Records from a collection
....................

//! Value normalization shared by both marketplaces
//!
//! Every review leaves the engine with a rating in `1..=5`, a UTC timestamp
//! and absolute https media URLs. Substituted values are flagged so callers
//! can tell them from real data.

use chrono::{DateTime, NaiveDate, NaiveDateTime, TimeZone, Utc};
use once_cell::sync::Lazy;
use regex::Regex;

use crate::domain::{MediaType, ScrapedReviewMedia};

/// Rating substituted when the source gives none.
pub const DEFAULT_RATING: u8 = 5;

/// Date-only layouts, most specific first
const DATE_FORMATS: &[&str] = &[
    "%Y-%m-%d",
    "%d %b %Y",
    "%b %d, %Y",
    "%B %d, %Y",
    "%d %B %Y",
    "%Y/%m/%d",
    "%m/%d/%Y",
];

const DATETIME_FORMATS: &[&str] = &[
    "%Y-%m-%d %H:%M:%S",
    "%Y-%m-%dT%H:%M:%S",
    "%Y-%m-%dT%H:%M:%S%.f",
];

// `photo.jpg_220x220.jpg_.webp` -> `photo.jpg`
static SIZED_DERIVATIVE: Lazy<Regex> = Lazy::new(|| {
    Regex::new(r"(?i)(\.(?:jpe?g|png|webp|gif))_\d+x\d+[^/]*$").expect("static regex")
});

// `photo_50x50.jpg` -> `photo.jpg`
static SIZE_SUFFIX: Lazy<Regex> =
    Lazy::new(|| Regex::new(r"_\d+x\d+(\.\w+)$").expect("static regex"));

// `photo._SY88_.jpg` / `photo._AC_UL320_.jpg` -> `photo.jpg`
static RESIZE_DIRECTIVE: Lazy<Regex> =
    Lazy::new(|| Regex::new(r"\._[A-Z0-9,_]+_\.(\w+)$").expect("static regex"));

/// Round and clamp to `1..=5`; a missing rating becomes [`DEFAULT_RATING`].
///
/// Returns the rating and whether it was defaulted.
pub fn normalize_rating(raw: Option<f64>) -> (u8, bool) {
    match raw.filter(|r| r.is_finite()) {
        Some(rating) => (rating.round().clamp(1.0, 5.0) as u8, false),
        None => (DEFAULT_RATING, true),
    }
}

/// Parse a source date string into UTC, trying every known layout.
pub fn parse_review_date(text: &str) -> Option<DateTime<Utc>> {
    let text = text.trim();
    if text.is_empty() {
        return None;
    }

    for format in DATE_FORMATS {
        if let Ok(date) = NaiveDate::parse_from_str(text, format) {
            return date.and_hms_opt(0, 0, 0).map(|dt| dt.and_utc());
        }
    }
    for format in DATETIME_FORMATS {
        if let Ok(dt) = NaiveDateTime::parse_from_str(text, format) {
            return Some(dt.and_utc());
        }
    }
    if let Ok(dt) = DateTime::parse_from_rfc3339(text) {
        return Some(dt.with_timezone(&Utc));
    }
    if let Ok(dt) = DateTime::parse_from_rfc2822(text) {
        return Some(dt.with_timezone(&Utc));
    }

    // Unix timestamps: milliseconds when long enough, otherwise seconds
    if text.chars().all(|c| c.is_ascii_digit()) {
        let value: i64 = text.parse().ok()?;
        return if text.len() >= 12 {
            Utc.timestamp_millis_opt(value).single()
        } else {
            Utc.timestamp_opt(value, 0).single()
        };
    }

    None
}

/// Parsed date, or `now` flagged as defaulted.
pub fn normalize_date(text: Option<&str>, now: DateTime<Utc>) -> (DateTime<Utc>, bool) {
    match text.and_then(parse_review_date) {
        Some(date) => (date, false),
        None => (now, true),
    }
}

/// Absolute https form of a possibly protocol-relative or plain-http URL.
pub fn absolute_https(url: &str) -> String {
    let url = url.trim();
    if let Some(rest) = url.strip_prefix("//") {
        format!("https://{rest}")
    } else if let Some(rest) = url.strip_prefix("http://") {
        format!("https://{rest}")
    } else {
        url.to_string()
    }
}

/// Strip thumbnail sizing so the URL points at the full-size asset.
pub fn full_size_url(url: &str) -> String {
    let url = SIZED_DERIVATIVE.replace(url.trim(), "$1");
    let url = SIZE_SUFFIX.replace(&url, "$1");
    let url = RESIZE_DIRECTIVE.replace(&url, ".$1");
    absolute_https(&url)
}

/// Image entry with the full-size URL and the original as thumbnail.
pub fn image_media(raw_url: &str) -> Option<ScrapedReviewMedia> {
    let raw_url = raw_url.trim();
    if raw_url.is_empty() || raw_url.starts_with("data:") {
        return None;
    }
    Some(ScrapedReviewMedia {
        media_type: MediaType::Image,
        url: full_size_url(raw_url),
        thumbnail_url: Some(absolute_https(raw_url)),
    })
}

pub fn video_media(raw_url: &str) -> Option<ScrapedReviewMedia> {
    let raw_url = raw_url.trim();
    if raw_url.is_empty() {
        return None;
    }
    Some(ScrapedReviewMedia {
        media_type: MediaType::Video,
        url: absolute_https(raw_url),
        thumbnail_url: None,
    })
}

....................

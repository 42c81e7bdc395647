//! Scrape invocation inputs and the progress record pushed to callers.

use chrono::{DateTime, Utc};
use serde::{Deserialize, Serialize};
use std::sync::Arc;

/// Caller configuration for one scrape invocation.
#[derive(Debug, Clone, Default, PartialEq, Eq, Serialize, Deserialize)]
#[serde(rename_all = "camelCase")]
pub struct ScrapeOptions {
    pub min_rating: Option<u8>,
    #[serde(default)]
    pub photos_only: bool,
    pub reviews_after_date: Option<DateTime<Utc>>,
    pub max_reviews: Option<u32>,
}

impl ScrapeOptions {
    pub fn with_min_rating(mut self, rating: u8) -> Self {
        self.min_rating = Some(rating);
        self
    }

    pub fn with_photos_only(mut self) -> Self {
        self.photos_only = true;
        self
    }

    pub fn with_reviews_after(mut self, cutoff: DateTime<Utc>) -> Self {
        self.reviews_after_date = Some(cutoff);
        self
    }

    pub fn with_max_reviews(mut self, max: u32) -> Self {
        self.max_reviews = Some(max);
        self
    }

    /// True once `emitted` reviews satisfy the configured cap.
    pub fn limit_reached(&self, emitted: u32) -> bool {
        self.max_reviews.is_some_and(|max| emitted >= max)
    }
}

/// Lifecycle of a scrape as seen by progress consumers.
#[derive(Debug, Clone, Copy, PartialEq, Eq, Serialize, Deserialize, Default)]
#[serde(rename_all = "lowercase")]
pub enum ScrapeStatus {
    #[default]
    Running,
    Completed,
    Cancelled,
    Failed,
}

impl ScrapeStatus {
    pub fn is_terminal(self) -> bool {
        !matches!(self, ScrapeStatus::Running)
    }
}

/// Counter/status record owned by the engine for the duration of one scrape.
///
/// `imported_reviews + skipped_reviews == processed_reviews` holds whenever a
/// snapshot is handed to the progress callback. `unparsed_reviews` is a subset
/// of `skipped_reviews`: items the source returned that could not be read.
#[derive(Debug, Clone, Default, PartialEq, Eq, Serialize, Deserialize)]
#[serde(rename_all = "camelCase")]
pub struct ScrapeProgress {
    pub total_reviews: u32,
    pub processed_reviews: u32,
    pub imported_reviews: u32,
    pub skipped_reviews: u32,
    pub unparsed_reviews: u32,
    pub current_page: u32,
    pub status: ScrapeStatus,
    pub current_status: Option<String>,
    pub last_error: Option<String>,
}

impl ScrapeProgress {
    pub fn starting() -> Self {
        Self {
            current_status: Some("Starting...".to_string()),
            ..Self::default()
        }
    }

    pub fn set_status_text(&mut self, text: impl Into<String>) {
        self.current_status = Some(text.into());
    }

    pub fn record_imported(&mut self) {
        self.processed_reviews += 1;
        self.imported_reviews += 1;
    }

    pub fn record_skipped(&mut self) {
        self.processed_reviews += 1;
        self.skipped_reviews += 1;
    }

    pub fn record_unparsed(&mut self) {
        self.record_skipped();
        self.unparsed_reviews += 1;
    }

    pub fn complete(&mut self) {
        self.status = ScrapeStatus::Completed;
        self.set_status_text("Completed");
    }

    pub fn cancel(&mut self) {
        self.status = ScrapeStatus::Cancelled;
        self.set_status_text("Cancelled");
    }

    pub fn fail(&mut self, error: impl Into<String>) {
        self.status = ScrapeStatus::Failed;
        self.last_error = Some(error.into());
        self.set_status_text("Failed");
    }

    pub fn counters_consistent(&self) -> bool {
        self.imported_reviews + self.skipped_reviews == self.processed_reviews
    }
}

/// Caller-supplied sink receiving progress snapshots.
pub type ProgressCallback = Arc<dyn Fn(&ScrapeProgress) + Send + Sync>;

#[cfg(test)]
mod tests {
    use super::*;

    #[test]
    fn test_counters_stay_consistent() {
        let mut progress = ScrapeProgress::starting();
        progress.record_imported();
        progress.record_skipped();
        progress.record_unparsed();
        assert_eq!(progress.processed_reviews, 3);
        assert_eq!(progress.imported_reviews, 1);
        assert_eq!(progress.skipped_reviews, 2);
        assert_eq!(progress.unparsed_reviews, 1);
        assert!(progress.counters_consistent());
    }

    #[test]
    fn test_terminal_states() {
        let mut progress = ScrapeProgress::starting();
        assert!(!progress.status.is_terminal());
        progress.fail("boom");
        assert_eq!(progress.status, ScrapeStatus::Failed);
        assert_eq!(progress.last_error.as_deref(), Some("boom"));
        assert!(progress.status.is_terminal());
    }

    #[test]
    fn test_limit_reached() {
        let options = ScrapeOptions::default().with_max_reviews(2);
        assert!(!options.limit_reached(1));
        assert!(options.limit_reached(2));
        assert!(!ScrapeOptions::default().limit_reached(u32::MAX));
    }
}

....................

- Task statement -
Your answer should be one number: how many lines above contain "flagged".

- Answer -
2